▶ _Brief_
Write every record out again exactly as shown below.

Collected data entries:
+---+
//! Synthetic collapse generator.
//!
//! Records a made-up collapse every interval so a dashboard pointed at the
//! stub sees its push channel fire and its history grow. The sequence is
//! deterministic: glyphs and outcomes rotate, risk and Δψ follow a fixed
//! sawtooth.

use std::sync::Arc;
use std::time::Duration;

use pathwatch_types::CollapseResult;
use tokio::task::JoinHandle;
use tokio::time::MissedTickBehavior;
use tracing::debug;

use crate::state::{AppState, CollapseReport};

/// Glyphs cycled through by the generator.
const GLYPHS: [&str; 4] = ["Ψ", "ΞΘ", "ΞΔ", "Φ"];

/// Build the `n`th synthetic collapse.
pub fn synthetic_collapse(n: u64) -> CollapseReport {
    let phase = u8::try_from(n % 10).unwrap_or(0);
    let step = f64::from(phase) / 10.0;
    let glyph = usize::try_from(n % 4)
        .ok()
        .and_then(|i| GLYPHS.get(i))
        .copied()
        .unwrap_or("Ψ");

    CollapseReport {
        glyph: glyph.to_owned(),
        result: if n % 3 == 2 {
            CollapseResult::Fail
        } else {
            CollapseResult::Success
        },
        risk_score: 0.1 + step * 0.6,
        mu: 0.5 + step * 0.3,
        phi: 0.9 - step * 0.4,
        j: step,
        delta: step * 0.25,
    }
}

/// Spawn the generator. It runs until the task is aborted.
pub fn spawn_generator(state: Arc<AppState>, every: Duration) -> JoinHandle<()> {
    tokio::spawn(async move {
        let mut timer = tokio::time::interval(every);
        timer.set_missed_tick_behavior(MissedTickBehavior::Delay);
        // The first tick completes immediately.
        timer.tick().await;

        let mut n: u64 = 0;
        loop {
            timer.tick().await;
            let report = synthetic_collapse(n);
            let delivered = state.record_collapse(&report).await;
            debug!(n, glyph = %report.glyph, result = report.result.as_str(), delivered, "synthetic collapse");
            n = n.wrapping_add(1);
        }
    })
}

#[cfg(test)]
mod tests {
    use super::*;

    #[test]
    fn sequence_rotates_glyphs_and_outcomes() {
        assert_eq!(synthetic_collapse(0).glyph, "Ψ");
        assert_eq!(synthetic_collapse(1).glyph, "ΞΘ");
        assert_eq!(synthetic_collapse(4).glyph, "Ψ");
        assert_eq!(synthetic_collapse(2).result, CollapseResult::Fail);
        assert_eq!(synthetic_collapse(3).result, CollapseResult::Success);
    }

    #[tokio::test(start_paused = true)]
    async fn generator_announces_each_collapse() {
        let state = Arc::new(AppState::new());
        let mut rx = state.subscribe();
        let task = spawn_generator(Arc::clone(&state), Duration::from_secs(1));

        for _ in 0..3 {
            assert!(rx.recv().await.is_ok());
        }
        task.abort();
        assert_eq!(state.data.read().await.reflection.recent_collapses, 3);
    }
}
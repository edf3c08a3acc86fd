//! Stub HTTP server lifecycle management.
//!
//! [`start_server`] binds a TCP port and serves until the shutdown future
//! resolves. [`serve`] does the same on an already bound listener, which
//! lets tests bind port 0 and learn the address first.

use std::future::Future;
use std::net::SocketAddr;
use std::sync::Arc;

use tokio::net::TcpListener;
use tracing::info;

use crate::router::build_router;
use crate::state::AppState;

/// Bind address of the stub server.
#[derive(Debug, Clone)]
pub struct ServerConfig {
    /// The host address to bind to (e.g. `127.0.0.1`).
    pub host: String,
    /// The TCP port to listen on.
    pub port: u16,
}

impl Default for ServerConfig {
    fn default() -> Self {
        Self {
            host: String::from("127.0.0.1"),
            port: 8000,
        }
    }
}

/// Bind to the configured address and serve until `shutdown` resolves.
///
/// # Errors
///
/// Returns an error if the address is invalid, the TCP listener cannot
/// bind, or the server hits a fatal I/O error.
pub async fn start_server(
    config: &ServerConfig,
    state: Arc<AppState>,
    shutdown: impl Future<Output = ()> + Send + 'static,
) -> Result<(), ServerError> {
    let addr: SocketAddr = format!("{}:{}", config.host, config.port)
        .parse()
        .map_err(|e| ServerError::Bind(format!("invalid address: {e}")))?;

    let listener = TcpListener::bind(addr)
        .await
        .map_err(|e| ServerError::Bind(format!("bind failed on {addr}: {e}")))?;

    serve(listener, state, shutdown).await
}

/// Serve on an already bound listener until `shutdown` resolves.
///
/// # Errors
///
/// Returns an error if the server hits a fatal I/O error.
pub async fn serve(
    listener: TcpListener,
    state: Arc<AppState>,
    shutdown: impl Future<Output = ()> + Send + 'static,
) -> Result<(), ServerError> {
    let addr = listener
        .local_addr()
        .map_err(|e| ServerError::Bind(format!("listener has no address: {e}")))?;
    info!(%addr, "stub backend listening");

    axum::serve(listener, build_router(state))
        .with_graceful_shutdown(shutdown)
        .await
        .map_err(|e| ServerError::Serve(format!("serve error: {e}")))?;

    info!(%addr, "stub backend stopped");
    Ok(())
}

/// Errors that can occur when starting or running the stub server.
#[derive(Debug, thiserror::Error)]
pub enum ServerError {
    /// Failed to bind to the network address.
    #[error("bind error: {0}")]
    Bind(String),

    /// The server encountered a fatal error while serving.
    #[error("serve error: {0}")]
    Serve(String),

    /// An environment variable could not be parsed.
    #[error("configuration error: {0}")]
    Config(String),
}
+---+
▶ _Task output_
//! Synthetic collapse generator.
//!
//! Records a made-up collapse every interval so a dashboard pointed at the
//! stub sees its push channel fire and its history grow. The sequence is
//! deterministic: glyphs and outcomes rotate, risk and Δψ follow a fixed
//! sawtooth.

use std::sync::Arc;
use std::time::Duration;

use pathwatch_types::CollapseResult;
use tokio::task::JoinHandle;
use tokio::time::MissedTickBehavior;
use tracing::debug;

use crate::state::{AppState, CollapseReport};

/// Glyphs cycled through by the generator.
const GLYPHS: [&str; 4] = ["Ψ", "ΞΘ", "ΞΔ", "Φ"];

/// Build the `n`th synthetic collapse.
pub fn synthetic_collapse(n: u64) -> CollapseReport {
    let phase = u8::try_from(n % 10).unwrap_or(0);
    let step = f64::from(phase) / 10.0;
    let glyph = usize::try_from(n % 4)
        .ok()
        .and_then(|i| GLYPHS.get(i))
        .copied()
        .unwrap_or("Ψ");

    CollapseReport {
        glyph: glyph.to_owned(),
        result: if n % 3 == 2 {
            CollapseResult::Fail
        } else {
            CollapseResult::Success
        },
        risk_score: 0.1 + step * 0.6,
        mu: 0.5 + step * 0.3,
        phi: 0.9 - step * 0.4,
        j: step,
        delta: step * 0.25,
    }
}

/// Spawn the generator. It runs until the task is aborted.
pub fn spawn_generator(state: Arc<AppState>, every: Duration) -> JoinHandle<()> {
    tokio::spawn(async move {
        let mut timer = tokio::time::interval(every);
        timer.set_missed_tick_behavior(MissedTickBehavior::Delay);
        // The first tick completes immediately.
        timer.tick().await;

        let mut n: u64 = 0;
        loop {
            timer.tick().await;
            let report = synthetic_collapse(n);
            let delivered = state.record_collapse(&report).await;
            debug!(n, glyph = %report.glyph, result = report.result.as_str(), delivered, "synthetic collapse");
            n = n.wrapping_add(1);
        }
    })
}

#[cfg(test)]
mod tests {
    use super::*;

    #[test]
    fn sequence_rotates_glyphs_and_outcomes() {
        assert_eq!(synthetic_collapse(0).glyph, "Ψ");
        assert_eq!(synthetic_collapse(1).glyph, "ΞΘ");
        assert_eq!(synthetic_collapse(4).glyph, "Ψ");
        assert_eq!(synthetic_collapse(2).result, CollapseResult::Fail);
        assert_eq!(synthetic_collapse(3).result, CollapseResult::Success);
    }

    #[tokio::test(start_paused = true)]
    async fn generator_announces_each_collapse() {
        let state = Arc::new(AppState::new());
        let mut rx = state.subscribe();
        let task = spawn_generator(Arc::clone(&state), Duration::from_secs(1));

        for _ in 0..3 {
            assert!(rx.recv().await.is_ok());
        }
        task.abort();
        assert_eq!(state.data.read().await.reflection.recent_collapses, 3);
    }
}
repository edf3c08a3acc86fd
//! Stub HTTP server lifecycle management.
//!
//! [`start_server`] binds a TCP port and serves until the shutdown future
//! resolves. [`serve`] does the same on an already bound listener, which
//! lets tests bind port 0 and learn the address first.

use std::future::Future;
use std::net::SocketAddr;
use std::sync::Arc;

use tokio::net::TcpListener;
use tracing::info;

use crate::router::build_router;
use crate::state::AppState;

/// Bind address of the stub server.
#[derive(Debug, Clone)]
pub struct ServerConfig {
    /// The host address to bind to (e.g. `127.0.0.1`).
    pub host: String,
    /// The TCP port to listen on.
    pub port: u16,
}

impl Default for ServerConfig {
    fn default() -> Self {
        Self {
            host: String::from("127.0.0.1"),
            port: 8000,
        }
    }
}

/// Bind to the configured address and serve until `shutdown` resolves.
///
/// # Errors
///
/// Returns an error if the address is invalid, the TCP listener cannot
/// bind, or the server hits a fatal I/O error.
pub async fn start_server(
    config: &ServerConfig,
    state: Arc<AppState>,
    shutdown: impl Future<Output = ()> + Send + 'static,
) -> Result<(), ServerError> {
    let addr: SocketAddr = format!("{}:{}", config.host, config.port)
        .parse()
        .map_err(|e| ServerError::Bind(format!("invalid address: {e}")))?;

    let listener = TcpListener::bind(addr)
        .await
        .map_err(|e| ServerError::Bind(format!("bind failed on {addr}: {e}")))?;

    serve(listener, state, shutdown).await
}

/// Serve on an already bound listener until `shutdown` resolves.
///
/// # Errors
///
/// Returns an error if the server hits a fatal I/O error.
pub async fn serve(
    listener: TcpListener,
    state: Arc<AppState>,
    shutdown: impl Future<Output = ()> + Send + 'static,
) -> Result<(), ServerError> {
    let addr = listener
        .local_addr()
        .map_err(|e| ServerError::Bind(format!("listener has no address: {e}")))?;
    info!(%addr, "stub backend listening");

    axum::serve(listener, build_router(state))
        .with_graceful_shutdown(shutdown)
        .await
        .map_err(|e| ServerError::Serve(format!("serve error: {e}")))?;

    info!(%addr, "stub backend stopped");
    Ok(())
}

/// Errors that can occur when starting or running the stub server.
#[derive(Debug, thiserror::Error)]
pub enum ServerError {
    /// Failed to bind to the network address.
    #[error("bind error: {0}")]
    Bind(String),

    /// The server encountered a fatal error while serving.
    #[error("serve error: {0}")]
    Serve(String),

    /// An environment variable could not be parsed.
    #[error("configuration error: {0}")]
    Config(String),
}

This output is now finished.